I could go on. I got tons more.

L'homme pressé said...

the road is sad, but good. Skip the movie version. Remember when that one girl came to your house to get you for church and I had just finished reading The Road on your couch and I answered the door and maybe I was crying a little bit? Yeah, I do. Also, I find the cover for The Two Towers mildly amusing.

Melanee said...

One of my professors suggested Nickeled and Dimed and I read it over the break. It was a good read and brought up some good points about working and 'living' off minimum wage. I will have to find Small Steps. Louis Sachar is one of my favorites.

Rachel. said...

Remember when I was sitting on an airplane finishing The Road and the male flight attendant who had been flirting with me moments before walked by me and I was weeping uncontrollably? Oh, yes. Me too.
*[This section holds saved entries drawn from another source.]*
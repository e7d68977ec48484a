/// Constant values related to the Open Packaging Convention.
///
/// Content type URIs, XML namespaces and relationship types used by the
/// parts of a SpreadsheetML package.

/// Content type URIs (like MIME-types) that specify a part's format
pub mod content_type {
    // Image content types
    pub const BMP: &str = "image/bmp";
    pub const GIF: &str = "image/gif";
    pub const JPEG: &str = "image/jpeg";
    pub const PNG: &str = "image/png";

    // DrawingML content types
    pub const DML_CHART: &str = "application/vnd.openxmlformats-officedocument.drawingml.chart+xml";

    // Office common content types
    pub const OFC_DRAWING: &str = "application/vnd.openxmlformats-officedocument.drawing+xml";
    pub const OFC_EXTENDED_PROPERTIES: &str =
        "application/vnd.openxmlformats-officedocument.extended-properties+xml";
    pub const OFC_THEME: &str = "application/vnd.openxmlformats-officedocument.theme+xml";
    pub const OFC_VML_DRAWING: &str = "application/vnd.openxmlformats-officedocument.vmlDrawing";

    // OPC core content types
    pub const OPC_CORE_PROPERTIES: &str =
        "application/vnd.openxmlformats-package.core-properties+xml";
    pub const OPC_RELATIONSHIPS: &str = "application/vnd.openxmlformats-package.relationships+xml";

    // SpreadsheetML content types
    pub const SML_SHEET_MAIN: &str =
        "application/vnd.openxmlformats-officedocument.spreadsheetml.sheet.main+xml";
    pub const SML_WORKSHEET: &str =
        "application/vnd.openxmlformats-officedocument.spreadsheetml.worksheet+xml";
    pub const SML_STYLES: &str =
        "application/vnd.openxmlformats-officedocument.spreadsheetml.styles+xml";
    pub const SML_SHARED_STRINGS: &str =
        "application/vnd.openxmlformats-officedocument.spreadsheetml.sharedStrings+xml";
    pub const SML_COMMENTS: &str =
        "application/vnd.openxmlformats-officedocument.spreadsheetml.comments+xml";
    pub const SML_TABLE: &str =
        "application/vnd.openxmlformats-officedocument.spreadsheetml.table+xml";
    pub const SML_SHEET_METADATA: &str =
        "application/vnd.openxmlformats-officedocument.spreadsheetml.sheetMetadata+xml";

    // Rich value parts used by images placed in cells
    pub const RICH_VALUE: &str = "application/vnd.ms-excel.rdrichvalue+xml";
    pub const RICH_VALUE_STRUCTURE: &str = "application/vnd.ms-excel.rdrichvaluestructure+xml";
    pub const RICH_VALUE_TYPES: &str = "application/vnd.ms-excel.rdrichvaluetypes+xml";
    pub const RICH_VALUE_REL: &str = "application/vnd.ms-excel.richvaluerel+xml";

    // Generic XML
    pub const XML: &str = "application/xml";
}

/// XML namespace URIs used in package parts
pub mod namespace {
    pub const SML_MAIN: &str = "http://schemas.openxmlformats.org/spreadsheetml/2006/main";
    pub const OFC_RELATIONSHIPS: &str =
        "http://schemas.openxmlformats.org/officeDocument/2006/relationships";
    pub const OPC_RELATIONSHIPS: &str =
        "http://schemas.openxmlformats.org/package/2006/relationships";
    pub const OPC_CONTENT_TYPES: &str =
        "http://schemas.openxmlformats.org/package/2006/content-types";
    pub const DML_MAIN: &str = "http://schemas.openxmlformats.org/drawingml/2006/main";
    pub const DML_CHART: &str = "http://schemas.openxmlformats.org/drawingml/2006/chart";
    pub const DML_SPREADSHEET_DRAWING: &str =
        "http://schemas.openxmlformats.org/drawingml/2006/spreadsheetDrawing";
    pub const RICH_DATA: &str = "http://schemas.microsoft.com/office/spreadsheetml/2017/richdata";
    pub const RICH_DATA2: &str = "http://schemas.microsoft.com/office/spreadsheetml/2017/richdata2";
    pub const RICH_VALUE_REL: &str =
        "http://schemas.microsoft.com/office/spreadsheetml/2022/richvaluerel";
}

/// Relationship target modes
pub mod target_mode {
    /// Internal target (default)
    pub const INTERNAL: &str = "Internal";

    /// External target (e.g., hyperlinks)
    pub const EXTERNAL: &str = "External";
}

/// Relationship type URIs used in package parts
pub mod relationship_type {
    // Core relationships
    pub const CORE_PROPERTIES: &str =
        "http://schemas.openxmlformats.org/package/2006/relationships/metadata/core-properties";
    pub const EXTENDED_PROPERTIES: &str =
        "http://schemas.openxmlformats.org/officeDocument/2006/relationships/extended-properties";

    // Office document
    pub const OFFICE_DOCUMENT: &str =
        "http://schemas.openxmlformats.org/officeDocument/2006/relationships/officeDocument";

    // Workbook parts
    pub const WORKSHEET: &str =
        "http://schemas.openxmlformats.org/officeDocument/2006/relationships/worksheet";
    pub const STYLES: &str =
        "http://schemas.openxmlformats.org/officeDocument/2006/relationships/styles";
    pub const SHARED_STRINGS: &str =
        "http://schemas.openxmlformats.org/officeDocument/2006/relationships/sharedStrings";
    pub const THEME: &str =
        "http://schemas.openxmlformats.org/officeDocument/2006/relationships/theme";
    pub const SHEET_METADATA: &str =
        "http://schemas.openxmlformats.org/officeDocument/2006/relationships/sheetMetadata";

    // Worksheet parts
    pub const COMMENTS: &str =
        "http://schemas.openxmlformats.org/officeDocument/2006/relationships/comments";
    pub const TABLE: &str =
        "http://schemas.openxmlformats.org/officeDocument/2006/relationships/table";

    // Images, chart and drawing
    pub const IMAGE: &str =
        "http://schemas.openxmlformats.org/officeDocument/2006/relationships/image";
    pub const CHART: &str =
        "http://schemas.openxmlformats.org/officeDocument/2006/relationships/chart";
    pub const DRAWING: &str =
        "http://schemas.openxmlformats.org/officeDocument/2006/relationships/drawing";
    pub const VML_DRAWING: &str =
        "http://schemas.openxmlformats.org/officeDocument/2006/relationships/vmlDrawing";

    // Rich value parts
    pub const RICH_VALUE: &str = "http://schemas.microsoft.com/office/2017/06/relationships/rdRichValue";
    pub const RICH_VALUE_STRUCTURE: &str =
        "http://schemas.microsoft.com/office/2017/06/relationships/rdRichValueStructure";
    pub const RICH_VALUE_TYPES: &str =
        "http://schemas.microsoft.com/office/2017/06/relationships/rdRichValueTypes";
    pub const RICH_VALUE_REL: &str =
        "http://schemas.microsoft.com/office/2022/10/relationships/richValueRel";

    // External links
    pub const HYPERLINK: &str =
        "http://schemas.openxmlformats.org/officeDocument/2006/relationships/hyperlink";
}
I second Inkheart (though I have only read the first) as well as The Graveyard Book. I also recommend the Bookthief, Perks of Being a Wallflower, Dangerous Angels (the Weetzie Bat books), and the Uglies series. If you need more, let me know.

I love you, fellow reader.

jackie said...

Have you read The Book Thief by Markus Zusak? What about Extremely Loud & Incredibly Close by Jonathan Safran Foer? Those are some of my recent favorites.